[Task data — start]
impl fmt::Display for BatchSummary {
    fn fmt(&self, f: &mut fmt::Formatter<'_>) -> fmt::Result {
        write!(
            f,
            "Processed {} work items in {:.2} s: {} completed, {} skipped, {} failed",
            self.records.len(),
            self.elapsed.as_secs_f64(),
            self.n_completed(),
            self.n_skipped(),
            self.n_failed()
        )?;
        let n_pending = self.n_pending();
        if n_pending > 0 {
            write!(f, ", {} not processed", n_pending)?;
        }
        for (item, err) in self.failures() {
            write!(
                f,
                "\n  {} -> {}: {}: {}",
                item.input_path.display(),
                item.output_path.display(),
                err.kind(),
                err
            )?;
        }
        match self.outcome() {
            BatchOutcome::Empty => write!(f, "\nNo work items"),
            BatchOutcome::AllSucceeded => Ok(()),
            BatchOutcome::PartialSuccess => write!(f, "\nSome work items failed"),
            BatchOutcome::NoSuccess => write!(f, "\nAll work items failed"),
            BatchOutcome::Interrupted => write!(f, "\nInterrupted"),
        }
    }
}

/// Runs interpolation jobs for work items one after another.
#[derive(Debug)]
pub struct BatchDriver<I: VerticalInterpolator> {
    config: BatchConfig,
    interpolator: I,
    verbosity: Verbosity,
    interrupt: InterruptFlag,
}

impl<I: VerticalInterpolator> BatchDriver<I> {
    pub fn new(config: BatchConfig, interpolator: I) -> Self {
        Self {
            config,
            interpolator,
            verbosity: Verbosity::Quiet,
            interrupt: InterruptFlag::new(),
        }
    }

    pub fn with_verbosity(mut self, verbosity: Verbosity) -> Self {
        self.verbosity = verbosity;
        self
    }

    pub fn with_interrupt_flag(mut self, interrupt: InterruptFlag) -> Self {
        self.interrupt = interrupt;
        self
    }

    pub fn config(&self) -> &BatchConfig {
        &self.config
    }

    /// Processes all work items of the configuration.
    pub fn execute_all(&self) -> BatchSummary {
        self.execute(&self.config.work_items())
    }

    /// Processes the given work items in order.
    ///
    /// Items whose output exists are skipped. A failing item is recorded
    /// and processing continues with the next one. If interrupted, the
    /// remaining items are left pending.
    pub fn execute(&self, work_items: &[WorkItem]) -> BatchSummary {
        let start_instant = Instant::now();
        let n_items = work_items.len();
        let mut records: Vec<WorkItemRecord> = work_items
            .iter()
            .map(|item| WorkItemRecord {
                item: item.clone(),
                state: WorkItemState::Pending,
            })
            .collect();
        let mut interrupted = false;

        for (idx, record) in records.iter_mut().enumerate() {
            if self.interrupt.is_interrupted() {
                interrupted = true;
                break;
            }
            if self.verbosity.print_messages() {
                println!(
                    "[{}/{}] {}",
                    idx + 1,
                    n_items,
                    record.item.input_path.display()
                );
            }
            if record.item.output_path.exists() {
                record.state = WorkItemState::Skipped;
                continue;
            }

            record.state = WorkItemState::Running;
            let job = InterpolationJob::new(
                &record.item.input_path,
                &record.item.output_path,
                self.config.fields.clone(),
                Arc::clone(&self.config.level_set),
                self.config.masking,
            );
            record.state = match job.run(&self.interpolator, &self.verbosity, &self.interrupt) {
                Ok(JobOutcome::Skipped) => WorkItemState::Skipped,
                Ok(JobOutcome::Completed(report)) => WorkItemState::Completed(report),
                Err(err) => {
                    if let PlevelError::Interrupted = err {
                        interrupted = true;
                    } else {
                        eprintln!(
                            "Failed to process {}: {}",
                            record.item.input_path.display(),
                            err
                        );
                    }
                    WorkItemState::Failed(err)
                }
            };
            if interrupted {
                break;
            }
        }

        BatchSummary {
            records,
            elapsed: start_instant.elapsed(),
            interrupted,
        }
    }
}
[Task data — finish]
What is being asked - Print the whole listing exactly as it is.

Solved exercise -
impl fmt::Display for BatchSummary {
    fn fmt(&self, f: &mut fmt::Formatter<'_>) -> fmt::Result {
        write!(
            f,
            "Processed {} work items in {:.2} s: {} completed, {} skipped, {} failed",
            self.records.len(),
            self.elapsed.as_secs_f64(),
            self.n_completed(),
            self.n_skipped(),
            self.n_failed()
        )?;
        let n_pending = self.n_pending();
        if n_pending > 0 {
            write!(f, ", {} not processed", n_pending)?;
        }
        for (item, err) in self.failures() {
            write!(
                f,
                "\n  {} -> {}: {}: {}",
                item.input_path.display(),
                item.output_path.display(),
                err.kind(),
                err
            )?;
        }
        match self.outcome() {
            BatchOutcome::Empty => write!(f, "\nNo work items"),
            BatchOutcome::AllSucceeded => Ok(()),
            BatchOutcome::PartialSuccess => write!(f, "\nSome work items failed"),
            BatchOutcome::NoSuccess => write!(f, "\nAll work items failed"),
            BatchOutcome::Interrupted => write!(f, "\nInterrupted"),
        }
    }
}

/// Runs interpolation jobs for work items one after another.
#[derive(Debug)]
pub struct BatchDriver<I: VerticalInterpolator> {
    config: BatchConfig,
    interpolator: I,
    verbosity: Verbosity,
    interrupt: InterruptFlag,
}

impl<I: VerticalInterpolator> BatchDriver<I> {
    pub fn new(config: BatchConfig, interpolator: I) -> Self {
        Self {
            config,
            interpolator,
            verbosity: Verbosity::Quiet,
            interrupt: InterruptFlag::new(),
        }
    }

    pub fn with_verbosity(mut self, verbosity: Verbosity) -> Self {
        self.verbosity = verbosity;
        self
    }

    pub fn with_interrupt_flag(mut self, interrupt: InterruptFlag) -> Self {
        self.interrupt = interrupt;
        self
    }

    pub fn config(&self) -> &BatchConfig {
        &self.config
    }

    /// Processes all work items of the configuration.
    pub fn execute_all(&self) -> BatchSummary {
        self.execute(&self.config.work_items())
    }

    /// Processes the given work items in order.
    ///
    /// Items whose output exists are skipped. A failing item is recorded
    /// and processing continues with the next one. If interrupted, the
    /// remaining items are left pending.
    pub fn execute(&self, work_items: &[WorkItem]) -> BatchSummary {
        let start_instant = Instant::now();
        let n_items = work_items.len();
        let mut records: Vec<WorkItemRecord> = work_items
            .iter()
            .map(|item| WorkItemRecord {
                item: item.clone(),
                state: WorkItemState::Pending,
            })
            .collect();
        let mut interrupted = false;

        for (idx, record) in records.iter_mut().enumerate() {
            if self.interrupt.is_interrupted() {
                interrupted = true;
                break;
            }
            if self.verbosity.print_messages() {
                println!(
                    "[{}/{}] {}",
                    idx + 1,
                    n_items,
                    record.item.input_path.display()
                );
            }
            if record.item.output_path.exists() {
                record.state = WorkItemState::Skipped;
                continue;
            }

            record.state = WorkItemState::Running;
            let job = InterpolationJob::new(
                &record.item.input_path,
                &record.item.output_path,
                self.config.fields.clone(),
                Arc::clone(&self.config.level_set),
                self.config.masking,
            );
            record.state = match job.run(&self.interpolator, &self.verbosity, &self.interrupt) {
                Ok(JobOutcome::Skipped) => WorkItemState::Skipped,
                Ok(JobOutcome::Completed(report)) => WorkItemState::Completed(report),
                Err(err) => {
                    if let PlevelError::Interrupted = err {
                        interrupted = true;
                    } else {
                        eprintln!(
                            "Failed to process {}: {}",
                            record.item.input_path.display(),
                            err
                        );
                    }
                    WorkItemState::Failed(err)
                }
            };
            if interrupted {
                break;
            }
        }

        BatchSummary {
            records,
            elapsed: start_instant.elapsed(),
            interrupted,
        }
    }
}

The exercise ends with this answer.